呪いの手紙の送り主は?

柴野

本文

「――先生、これを見て下さい」


 私がそう言って声を上げたことから、全てが始まった。

 周りの児童たちの視線が私に集まる。先生がジロリとこちらを睨んだ。


「宮辻さん、なんですか?」


 朝の会が始まろうとしていた瞬間のことだ。先生が不満に感じるのもおかしくはない。

 が、ことがことだし言わなくてはと私は『それ』を突き出した。


「机の中に、こんな物が」


 先生がずんずんと歩いてきて、私が手に握る物を掴み取り、軽く目を通した。そしてすぐに顔を真っ青にする。


「何、これは?」と言い、先生は『それ』を掲げて皆に見せつける。


「これを宮辻さんの机の引き出しに入れた人は名乗りあげなさい」


 ――不穏な空気が、五年一組の教室中に張り詰める気配がした。


△▼△▼△


『呪呪呪呪呪呪呪

 呪アヤカシネ呪

 呪呪呪呪呪呪呪』


 先生が掲げた紙には、はっきりとそう書き記されている。

 血文字のみたいな赤い絵の具で、殴り書きしてあった。


 アヤカとは、私の名前だ。


 皆が騒然となった。よもやごく平凡な小学校でこんな物を目にするとは思いもしなかった者も多かっただろう。

 一方の私は、周りの子供らをじっくりと観察していた。犯人が怪しい挙動をしていないか、見張っているのだ。

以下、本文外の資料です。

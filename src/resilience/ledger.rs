//! Persisted repair state: the retry queue and the manual-review list.
//!
//! These are the only pieces of shared state that outlive a process. Both
//! accept concurrent appends from many coordinators and checkers; appends are
//! at-least-once and keyed so a duplicate is absorbed, never doubled.

use std::collections::BTreeMap;

use async_trait::async_trait;
use parking_lot::Mutex;
use serde::{Deserialize, Serialize};
use thiserror::Error;

use crate::record::StoreKind;

#[derive(Error, Debug)]
pub enum LedgerError {
    #[error("ledger backend error: {0}")]
    Backend(String),
    #[error("corrupt ledger row: {0}")]
    Corrupt(String),
}

/// A store write that did not succeed, queued for reconciliation.
///
/// Keyed by `(record_id, sync_version, store)`.
#[derive(Debug, Clone, PartialEq, Eq, Serialize, Deserialize)]
pub struct RetryEntry {
    pub record_id: String,
    pub sync_version: u64,
    pub store: StoreKind,
    pub error: String,
    /// Unix millis
    pub enqueued_at: i64,
}

/// A record parked for an operator after bounded reconciliation gave up.
#[derive(Debug, Clone, PartialEq, Eq, Serialize, Deserialize)]
pub struct ReviewEntry {
    pub record_id: String,
    pub reason: String,
    /// Unix millis
    pub flagged_at: i64,
}

#[async_trait]
pub trait RepairLedger: Send + Sync {
    /// Append to the retry queue. Re-enqueueing an existing key is a no-op.
    async fn enqueue_retry(&self, entry: RetryEntry) -> Result<(), LedgerError>;

    /// Oldest-first pending entries.
    async fn pending_retries(&self, limit: usize) -> Result<Vec<RetryEntry>, LedgerError>;

    /// Distinct record ids with pending entries, ordered by their oldest
    /// entry. Records under review are left out, so parked records never
    /// crowd the rest of the queue out of a scheduler batch.
    async fn queued_records(&self, limit: usize) -> Result<Vec<String>, LedgerError>;

    /// Drop every entry for `record_id` at or below `up_to_version`.
    async fn resolve_retries(&self, record_id: &str, up_to_version: u64) -> Result<usize, LedgerError>;

    async fn retry_depth(&self) -> Result<usize, LedgerError>;

    /// Park a record for manual review. Flagging twice keeps the first entry.
    async fn flag_for_review(&self, record_id: &str, reason: &str) -> Result<(), LedgerError>;

    async fn is_under_review(&self, record_id: &str) -> Result<bool, LedgerError>;

    async fn review_list(&self) -> Result<Vec<ReviewEntry>, LedgerError>;

    /// Remove a record from review; `false` if it was not parked.
    async fn release_review(&self, record_id: &str) -> Result<bool, LedgerError>;
}

type RetryKey = (String, u64, StoreKind);

/// Process-local ledger for tests, demos and dry runs.
#[derive(Default)]
pub struct MemoryLedger {
    retries: Mutex<BTreeMap<RetryKey, RetryEntry>>,
    reviews: Mutex<BTreeMap<String, ReviewEntry>>,
}

impl MemoryLedger {
    #[must_use]
    pub fn new() -> Self {
        Self::default()
    }
}

#[async_trait]
impl RepairLedger for MemoryLedger {
    async fn enqueue_retry(&self, entry: RetryEntry) -> Result<(), LedgerError> {
        let key = (entry.record_id.clone(), entry.sync_version, entry.store);
        self.retries.lock().entry(key).or_insert(entry);
        Ok(())
    }

    async fn pending_retries(&self, limit: usize) -> Result<Vec<RetryEntry>, LedgerError> {
        let mut entries: Vec<_> = self.retries.lock().values().cloned().collect();
        entries.sort_by_key(|e| e.enqueued_at);
        entries.truncate(limit);
        Ok(entries)
    }

    async fn queued_records(&self, limit: usize) -> Result<Vec<String>, LedgerError> {
        let reviews = self.reviews.lock();
        let retries = self.retries.lock();
        let mut oldest: BTreeMap<&str, i64> = BTreeMap::new();
        for entry in retries.values().filter(|e| !reviews.contains_key(&e.record_id)) {
            let at = oldest.entry(entry.record_id.as_str()).or_insert(entry.enqueued_at);
            *at = (*at).min(entry.enqueued_at);
        }
        let mut ids: Vec<(i64, &str)> = oldest.into_iter().map(|(id, at)| (at, id)).collect();
        ids.sort();
        Ok(ids.into_iter().take(limit).map(|(_, id)| id.to_string()).collect())
    }

    async fn resolve_retries(&self, record_id: &str, up_to_version: u64) -> Result<usize, LedgerError> {
        let mut retries = self.retries.lock();
        let before = retries.len();
        retries.retain(|(id, version, _), _| !(id == record_id && *version <= up_to_version));
        Ok(before - retries.len())
    }

    async fn retry_depth(&self) -> Result<usize, LedgerError> {
        Ok(self.retries.lock().len())
    }

    async fn flag_for_review(&self, record_id: &str, reason: &str) -> Result<(), LedgerError> {
        self.reviews
            .lock()
            .entry(record_id.to_string())
            .or_insert_with(|| ReviewEntry {
                record_id: record_id.to_string(),
                reason: reason.to_string(),
                flagged_at: crate::record::now_millis(),
            });
        Ok(())
    }

    async fn is_under_review(&self, record_id: &str) -> Result<bool, LedgerError> {
        Ok(self.reviews.lock().contains_key(record_id))
    }

    async fn review_list(&self) -> Result<Vec<ReviewEntry>, LedgerError> {
        Ok(self.reviews.lock().values().cloned().collect())
    }

    async fn release_review(&self, record_id: &str) -> Result<bool, LedgerError> {
        Ok(self.reviews.lock().remove(record_id).is_some())
    }
}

が、今のところ不審な人物は見受けられなかった。


「宮辻さんにこんなひどい手紙を送るなんて……、許せない」


 私の一つ前の席の女子児童、花岡アミが言った。


 花岡さんは結構人気者。このクラスの女子グループのトップで、彼女の意見に他の女の子たちが次々と賛同した。


「ほんとほんと。誰がやったの?」

「早く堪忍しなよ~」

「こわーい。何これキモいんだけどー」


 男子たちは黙っている。皆心当たりがあるのかないのか、見当がつかない。


「名乗りあげる人はいないんですか。さて、困りましたね。最悪、警察に突き出すことになるかも知れませんが」


 先生が脅しめいたことを言ったが、それでも誰も何も言わなかった。

 当然だ、どうせ言ったって処分されるのは同じことなのだから。


 私の家はちょっと特別だ。

 普通よりはずいぶんとお金持ちで、名前を聞いたら誰でも頷いてしまうくらい有名。

 そんな私を羨み、疎む子もいるだろうとは薄々知っていた。

 ……まさかこんなあからさまな形で現れるとは思っていなかったけど。


「もしほうっておいたら警察沙汰になるのは間違いないです。うちの父が訴えるだろうから。でも私としては、そんな大ごとにしたいわけではないんです。どうか、正直に」


 それでも効果はない。さてどうしたものかと悩んでいると、一人の男子児童がスッと手を上げた。


「僕がこの事件、解決してあげましょうか?」


 彼は私の二列前の席に座る、四津谷くんという子だ。

 ほとんど話したこともない彼が、どうして私に協力してくれるのか。私は首を傾げた。


「四津谷さん。解決とは一体どういうことですか?」代わりに先生が彼に問いかけてくれる。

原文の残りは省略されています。